→ **MATERIAL FOR THIS EXERCISE**
BEGIN

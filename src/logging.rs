use tracing_subscriber::EnvFilter;

/// Installs the global subscriber. `RUST_LOG` wins over `default_filter`.
pub fn init(default_filter: &str) -> anyhow::Result<()> {
    let filter = EnvFilter::try_from_default_env()
        .or_else(|_| EnvFilter::try_new(default_filter))
        .unwrap_or_else(|_| EnvFilter::new("info"));

    tracing_subscriber::fmt()
        .with_env_filter(filter)
        .with_writer(std::io::stderr)
        .try_init()
        .map_err(|e| anyhow::anyhow!("failed to install tracing subscriber: {e}"))
}
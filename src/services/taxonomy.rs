use serde::{Deserialize, Serialize};

/// Filter tags accepted by the listing `filter` parameter.
#[derive(Debug, Clone, Copy, PartialEq, Eq, Hash, Serialize, Deserialize)]
#[serde(rename_all = "lowercase")]
pub enum Category {
    Images,
    Videos,
    Audio,
    Pdf,
    Documents,
    Code,
    Archive,
}

const IMAGE_SUFFIXES: &[&str] = &[
    ".png", ".jpg", ".jpeg", ".gif", ".bmp", ".webp", ".svg", ".ico", ".tiff", ".heic",
];
const VIDEO_SUFFIXES: &[&str] = &[".mp4", ".mkv", ".mov", ".avi", ".webm", ".wmv", ".flv", ".m4v"];
const AUDIO_SUFFIXES: &[&str] = &[".mp3", ".wav", ".flac", ".aac", ".ogg", ".m4a", ".wma", ".opus"];
const PDF_SUFFIXES: &[&str] = &[".pdf"];
const DOCUMENT_SUFFIXES: &[&str] = &[
    ".doc", ".docx", ".odt", ".rtf", ".txt", ".md", // Spreadsheets
    ".xls", ".xlsx", ".ods", ".csv", // Slides
    ".ppt", ".pptx", ".odp",
];
const CODE_SUFFIXES: &[&str] = &[
    ".py", ".js", ".ts", ".jsx", ".tsx", ".java", ".c", ".cpp", ".h", ".hpp", ".cs", ".go", ".rs",
    ".rb", ".php", // Markup / config
    ".html", ".css", ".json", ".xml", ".yaml", ".yml", ".toml", ".sh",
];
const ARCHIVE_SUFFIXES: &[&str] = &[".zip", ".tar", ".gz", ".tgz", ".bz2", ".xz", ".7z", ".rar"];

impl Category {
    pub const ALL: [Category; 7] = [
        Self::Images,
        Self::Videos,
        Self::Audio,
        Self::Pdf,
        Self::Documents,
        Self::Code,
        Self::Archive,
    ];

    pub fn tag(self) -> &'static str {
        match self {
            Self::Images => "images",
            Self::Videos => "videos",
            Self::Audio => "audio",
            Self::Pdf => "pdf",
            Self::Documents => "documents",
            Self::Code => "code",
            Self::Archive => "archive",
        }
    }

    /// Lower-case suffixes, leading dot included.
    pub fn suffixes(self) -> &'static [&'static str] {
        match self {
            Self::Images => IMAGE_SUFFIXES,
            Self::Videos => VIDEO_SUFFIXES,
            Self::Audio => AUDIO_SUFFIXES,
            Self::Pdf => PDF_SUFFIXES,
            Self::Documents => DOCUMENT_SUFFIXES,
            Self::Code => CODE_SUFFIXES,
            Self::Archive => ARCHIVE_SUFFIXES,
        }
    }

    pub fn matches(self, name: &str) -> bool {
        let lower = name.to_lowercase();
        self.suffixes().iter().any(|suffix| lower.ends_with(suffix))
    }
}

impl std::fmt::Display for Category {
    fn fmt(&self, f: &mut std::fmt::Formatter<'_>) -> std::fmt::Result {
        f.write_str(self.tag())
    }
}

impl std::str::FromStr for Category {
    type Err = String;

    fn from_str(s: &str) -> Result<Self, Self::Err> {
        let wanted = s.trim().to_ascii_lowercase();
        Self::ALL
            .into_iter()
            .find(|c| c.tag() == wanted)
            .ok_or_else(|| format!("unknown category: {s}"))
    }
}

/// OR across tags; an empty tag set lets everything through.
pub fn matches_any(name: &str, tags: &[Category]) -> bool {
    tags.is_empty() || tags.iter().any(|tag| tag.matches(name))
}
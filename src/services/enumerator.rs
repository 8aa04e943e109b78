use std::fs;
use std::path::Path;
use std::time::SystemTime;

use chrono::{DateTime, Utc};

use crate::error::AppError;
use crate::models::file_entry::FileEntry;

/// Source of raw directory children for the listing pipeline.
pub trait DirectoryEnumerator: Send + Sync {
    /// Returns every child of `directory` in enumeration order. Metadata is
    /// best-effort per entry; only failing to open the directory is an error.
    fn enumerate(&self, directory: &str) -> Result<Vec<FileEntry>, AppError>;
}

/// Enumerates the local filesystem.
#[derive(Debug, Default, Clone, Copy)]
pub struct LocalEnumerator;

impl DirectoryEnumerator for LocalEnumerator {
    fn enumerate(&self, directory: &str) -> Result<Vec<FileEntry>, AppError> {
        let dir_path = Path::new(directory);
        let reader = fs::read_dir(dir_path).map_err(|e| AppError::from_io(e, directory))?;

        let mut entries = Vec::new();
        for entry in reader {
            let entry = match entry {
                Ok(entry) => entry,
                Err(e) => {
                    tracing::debug!(directory, error = %e, "skipping unreadable entry");
                    continue;
                }
            };
            let entry_path = entry.path();
            let name = entry.file_name().to_string_lossy().to_string();
            let path = entry_path.to_string_lossy().to_string();

            // Follows symlinks, so a link to a directory lists as a directory.
            // Looked up on the raw OS path; `path` may be lossy.
            let file_entry = match fs::metadata(&entry_path) {
                Ok(metadata) => {
                    let modified_at = metadata.modified().ok().map(epoch_seconds);
                    if metadata.is_dir() {
                        FileEntry::directory(&name, &path, modified_at)
                    } else {
                        let size = metadata.is_file().then(|| metadata.len());
                        FileEntry::file(&name, &path, size, modified_at)
                    }
                }
                Err(e) => {
                    tracing::debug!(path, error = %e, "metadata unavailable");
                    let is_dir = entry.file_type().map(|t| t.is_dir()).unwrap_or(false);
                    if is_dir {
                        FileEntry::directory(&name, &path, None)
                    } else {
                        FileEntry::file(&name, &path, None, None)
                    }
                }
            };
            entries.push(file_entry);
        }

        Ok(entries)
    }
}

fn epoch_seconds(time: SystemTime) -> f64 {
    let utc = DateTime::<Utc>::from(time);
    utc.timestamp_micros() as f64 / 1_000_000.0
}
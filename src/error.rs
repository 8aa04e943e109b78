use std::io;

use axum::http::StatusCode;
use axum::response::{IntoResponse, Response};
use axum::Json;
use serde::Serialize;

#[derive(Debug, thiserror::Error)]
pub enum AppError {
    #[error("Path not found: {0}")]
    NotFound(String),

    #[error("Access denied: {0}")]
    AccessDenied(String),

    #[error("Invalid argument: {0}")]
    InvalidArgument(String),

    #[error("{0}")]
    Unknown(String),
}

impl AppError {
    /// Maps an I/O failure on `path` to the nearest error kind.
    pub fn from_io(err: io::Error, path: &str) -> Self {
        match err.kind() {
            io::ErrorKind::NotFound => Self::NotFound(path.to_string()),
            io::ErrorKind::PermissionDenied => Self::AccessDenied(path.to_string()),
            io::ErrorKind::NotADirectory => {
                Self::InvalidArgument(format!("not a directory: {path}"))
            }
            io::ErrorKind::InvalidInput => Self::InvalidArgument(format!("{path}: {err}")),
            _ => Self::Unknown(format!("{path}: {err}")),
        }
    }

    pub fn kind(&self) -> &'static str {
        match self {
            Self::NotFound(_) => "not_found",
            Self::AccessDenied(_) => "access_denied",
            Self::InvalidArgument(_) => "invalid_argument",
            Self::Unknown(_) => "unknown",
        }
    }

    pub fn status_code(&self) -> StatusCode {
        match self {
            Self::NotFound(_) => StatusCode::NOT_FOUND,
            Self::AccessDenied(_) => StatusCode::FORBIDDEN,
            Self::InvalidArgument(_) => StatusCode::BAD_REQUEST,
            Self::Unknown(_) => StatusCode::INTERNAL_SERVER_ERROR,
        }
    }
}

impl From<io::Error> for AppError {
    fn from(err: io::Error) -> Self {
        let message = err.to_string();
        match err.kind() {
            io::ErrorKind::NotFound => Self::NotFound(message),
            io::ErrorKind::PermissionDenied => Self::AccessDenied(message),
            io::ErrorKind::NotADirectory | io::ErrorKind::InvalidInput => {
                Self::InvalidArgument(message)
            }
            _ => Self::Unknown(message),
        }
    }
}

impl From<tokio::task::JoinError> for AppError {
    fn from(err: tokio::task::JoinError) -> Self {
        Self::Unknown(format!("background task failed: {err}"))
    }
}

impl Serialize for AppError {
    fn serialize<S>(&self, serializer: S) -> Result<S::Ok, S::Error>
    where
        S: serde::Serializer,
    {
        serializer.serialize_str(&self.to_string())
    }
}

#[derive(Serialize)]
struct ErrorBody<'a> {
    error: &'a AppError,
    kind: &'static str,
}

impl IntoResponse for AppError {
    fn into_response(self) -> Response {
        let body = ErrorBody {
            error: &self,
            kind: self.kind(),
        };
        let json = Json(serde_json::to_value(&body).unwrap_or_default());
        (self.status_code(), json).into_response()
    }
}
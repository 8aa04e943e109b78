use std::sync::Arc;

use crate::config::Config;
use crate::services::enumerator::{DirectoryEnumerator, LocalEnumerator};

/// Read-only per-process state shared by every request.
pub struct AppState {
    pub default_root: String,
    pub allow_protected_delete: bool,
    pub enumerator: Arc<dyn DirectoryEnumerator>,
}

impl AppState {
    pub fn new(default_root: impl Into<String>, allow_protected_delete: bool) -> Self {
        Self {
            default_root: default_root.into(),
            allow_protected_delete,
            enumerator: Arc::new(LocalEnumerator),
        }
    }

    pub fn from_config(config: &Config) -> Self {
        Self::new(config.default_root(), config.allow_protected_delete)
    }

    pub fn with_enumerator(mut self, enumerator: Arc<dyn DirectoryEnumerator>) -> Self {
        self.enumerator = enumerator;
        self
    }
}
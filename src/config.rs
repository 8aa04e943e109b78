use std::net::SocketAddr;

use clap::Parser;

#[derive(Parser, Debug, Clone)]
#[command(author, version, about, long_about = None)]
pub struct Config {
    /// Address the HTTP server listens on.
    #[arg(short, long, env = "FSBROWSE_BIND", value_name = "ADDR", default_value = "127.0.0.1:5000")]
    pub bind: SocketAddr,

    /// Directory listed when a request names no path.
    #[arg(short, long, env = "FSBROWSE_ROOT", value_name = "DIR")]
    pub root: Option<String>,

    /// Tracing filter used when RUST_LOG is unset.
    #[arg(long, env = "FSBROWSE_LOG", value_name = "FILTER", default_value = "info")]
    pub log: String,

    /// Permit deleting under system directories such as /usr or C:\Windows.
    #[arg(long, env = "FSBROWSE_ALLOW_PROTECTED_DELETE")]
    pub allow_protected_delete: bool,
}

impl Config {
    pub fn default_root(&self) -> String {
        self.root.clone().unwrap_or_else(platform_root)
    }
}

/// `C:\` on Windows, `/` elsewhere.
pub fn platform_root() -> String {
    if cfg!(windows) {
        "C:\\".to_string()
    } else {
        "/".to_string()
    }
}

END

→ **TO DO**
Output only the lines from the top of the entries through the one holding "const IMAGE_SUFFIXES: &[&str]", copied exactly.

→ **WRITTEN SOLUTION**
filename src/logging.rs
use tracing_subscriber::EnvFilter;

/// Installs the global subscriber. `RUST_LOG` wins over `default_filter`.
pub fn init(default_filter: &str) -> anyhow::Result<()> {
    let filter = EnvFilter::try_from_default_env()
        .or_else(|_| EnvFilter::try_new(default_filter))
        .unwrap_or_else(|_| EnvFilter::new("info"));

    tracing_subscriber::fmt()
        .with_env_filter(filter)
        .with_writer(std::io::stderr)
        .try_init()
        .map_err(|e| anyhow::anyhow!("failed to install tracing subscriber: {e}"))
}
filename src/services/taxonomy.rs
use serde::{Deserialize, Serialize};

/// Filter tags accepted by the listing `filter` parameter.
#[derive(Debug, Clone, Copy, PartialEq, Eq, Hash, Serialize, Deserialize)]
#[serde(rename_all = "lowercase")]
pub enum Category {
    Images,
    Videos,
    Audio,
    Pdf,
    Documents,
    Code,
    Archive,
}

const IMAGE_SUFFIXES: &[&str] = &[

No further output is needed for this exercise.